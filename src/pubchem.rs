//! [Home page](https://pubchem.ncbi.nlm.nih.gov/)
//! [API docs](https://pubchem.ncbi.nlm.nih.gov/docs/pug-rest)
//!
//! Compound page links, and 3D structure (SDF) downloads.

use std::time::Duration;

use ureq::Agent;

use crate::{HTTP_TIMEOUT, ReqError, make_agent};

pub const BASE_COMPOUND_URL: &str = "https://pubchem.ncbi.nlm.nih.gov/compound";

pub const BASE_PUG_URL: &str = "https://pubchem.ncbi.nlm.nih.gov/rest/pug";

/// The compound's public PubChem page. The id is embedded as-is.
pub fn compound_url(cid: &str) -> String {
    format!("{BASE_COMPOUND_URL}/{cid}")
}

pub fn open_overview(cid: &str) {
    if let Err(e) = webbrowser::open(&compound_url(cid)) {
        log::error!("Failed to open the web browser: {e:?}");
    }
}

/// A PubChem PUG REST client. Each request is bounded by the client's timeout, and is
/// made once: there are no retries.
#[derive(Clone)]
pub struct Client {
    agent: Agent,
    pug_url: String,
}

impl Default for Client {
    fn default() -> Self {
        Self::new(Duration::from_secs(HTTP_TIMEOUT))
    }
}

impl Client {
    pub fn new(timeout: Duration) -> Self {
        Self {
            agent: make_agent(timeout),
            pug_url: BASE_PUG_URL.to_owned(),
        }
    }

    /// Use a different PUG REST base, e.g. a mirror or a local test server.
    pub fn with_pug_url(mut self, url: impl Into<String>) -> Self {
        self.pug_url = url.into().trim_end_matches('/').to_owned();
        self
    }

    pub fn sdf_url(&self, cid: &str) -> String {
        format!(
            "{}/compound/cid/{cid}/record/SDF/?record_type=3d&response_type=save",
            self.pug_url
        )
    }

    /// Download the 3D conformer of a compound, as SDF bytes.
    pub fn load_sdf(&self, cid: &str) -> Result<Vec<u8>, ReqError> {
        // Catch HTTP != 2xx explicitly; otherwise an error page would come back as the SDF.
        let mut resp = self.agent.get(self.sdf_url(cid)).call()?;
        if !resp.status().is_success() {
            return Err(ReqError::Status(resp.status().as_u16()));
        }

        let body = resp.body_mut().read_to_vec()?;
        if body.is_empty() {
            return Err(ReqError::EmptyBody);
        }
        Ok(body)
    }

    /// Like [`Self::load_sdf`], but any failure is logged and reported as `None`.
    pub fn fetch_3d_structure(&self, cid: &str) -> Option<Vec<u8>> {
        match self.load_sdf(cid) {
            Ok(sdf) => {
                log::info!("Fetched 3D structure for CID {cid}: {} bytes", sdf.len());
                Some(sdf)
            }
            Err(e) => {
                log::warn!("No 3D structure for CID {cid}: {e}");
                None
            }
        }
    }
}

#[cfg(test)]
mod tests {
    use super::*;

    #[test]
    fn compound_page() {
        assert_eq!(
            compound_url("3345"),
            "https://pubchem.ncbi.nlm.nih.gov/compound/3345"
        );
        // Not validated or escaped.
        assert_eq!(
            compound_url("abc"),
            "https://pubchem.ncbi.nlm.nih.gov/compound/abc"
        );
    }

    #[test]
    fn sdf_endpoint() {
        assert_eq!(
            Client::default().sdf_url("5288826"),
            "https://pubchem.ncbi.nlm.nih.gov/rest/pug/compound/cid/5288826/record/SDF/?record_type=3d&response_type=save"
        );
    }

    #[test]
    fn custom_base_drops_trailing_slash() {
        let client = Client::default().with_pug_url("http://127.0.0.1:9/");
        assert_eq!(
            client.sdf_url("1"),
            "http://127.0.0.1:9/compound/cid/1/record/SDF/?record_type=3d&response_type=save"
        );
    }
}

• **EXERCISE**
Would you show every line in the data above that contains the string "save"?

• **THE COMPLETED TASK**
            "{}/compound/cid/{cid}/record/SDF/?record_type=3d&response_type=save",
            "https://pubchem.ncbi.nlm.nih.gov/rest/pug/compound/cid/5288826/record/SDF/?record_type=3d&response_type=save"
            "http://127.0.0.1:9/compound/cid/1/record/SDF/?record_type=3d&response_type=save"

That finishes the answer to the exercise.